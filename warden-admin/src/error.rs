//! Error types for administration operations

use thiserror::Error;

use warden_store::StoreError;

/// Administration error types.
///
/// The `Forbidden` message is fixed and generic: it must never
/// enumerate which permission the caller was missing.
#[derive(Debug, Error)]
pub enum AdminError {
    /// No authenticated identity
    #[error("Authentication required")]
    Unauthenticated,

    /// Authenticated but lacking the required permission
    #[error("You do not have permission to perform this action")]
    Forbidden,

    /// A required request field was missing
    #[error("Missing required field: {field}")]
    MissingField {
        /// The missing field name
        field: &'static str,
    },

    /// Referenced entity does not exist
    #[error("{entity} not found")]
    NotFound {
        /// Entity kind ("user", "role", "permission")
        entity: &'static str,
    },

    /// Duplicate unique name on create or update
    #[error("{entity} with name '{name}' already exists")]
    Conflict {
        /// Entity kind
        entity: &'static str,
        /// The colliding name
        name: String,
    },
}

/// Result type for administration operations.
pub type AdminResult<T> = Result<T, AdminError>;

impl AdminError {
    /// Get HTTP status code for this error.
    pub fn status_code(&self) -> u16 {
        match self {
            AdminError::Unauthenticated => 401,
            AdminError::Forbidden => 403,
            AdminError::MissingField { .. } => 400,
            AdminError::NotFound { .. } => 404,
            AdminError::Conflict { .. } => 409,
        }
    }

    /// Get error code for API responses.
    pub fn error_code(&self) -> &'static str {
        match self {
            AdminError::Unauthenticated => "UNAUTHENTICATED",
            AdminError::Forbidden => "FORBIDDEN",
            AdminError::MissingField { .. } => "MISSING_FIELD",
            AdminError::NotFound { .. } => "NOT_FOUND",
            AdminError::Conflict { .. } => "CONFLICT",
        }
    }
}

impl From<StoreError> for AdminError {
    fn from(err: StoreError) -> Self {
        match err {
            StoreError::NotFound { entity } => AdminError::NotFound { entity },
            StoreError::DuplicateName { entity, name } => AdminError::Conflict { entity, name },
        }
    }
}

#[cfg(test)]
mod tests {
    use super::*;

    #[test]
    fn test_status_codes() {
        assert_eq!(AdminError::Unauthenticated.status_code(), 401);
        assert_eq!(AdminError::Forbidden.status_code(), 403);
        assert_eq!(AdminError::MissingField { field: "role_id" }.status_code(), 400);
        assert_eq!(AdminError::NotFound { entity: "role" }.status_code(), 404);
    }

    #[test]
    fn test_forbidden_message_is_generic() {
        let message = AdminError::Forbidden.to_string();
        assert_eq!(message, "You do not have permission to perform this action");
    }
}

### Task brief
Copy the records above exactly, beginning at the line that contains "it must never" and stopping after the line that contains "field was missing".

### Response area
/// The `Forbidden` message is fixed and generic: it must never
/// enumerate which permission the caller was missing.
#[derive(Debug, Error)]
pub enum AdminError {
    /// No authenticated identity
    #[error("Authentication required")]
    Unauthenticated,

    /// Authenticated but lacking the required permission
    #[error("You do not have permission to perform this action")]
    Forbidden,

    /// A required request field was missing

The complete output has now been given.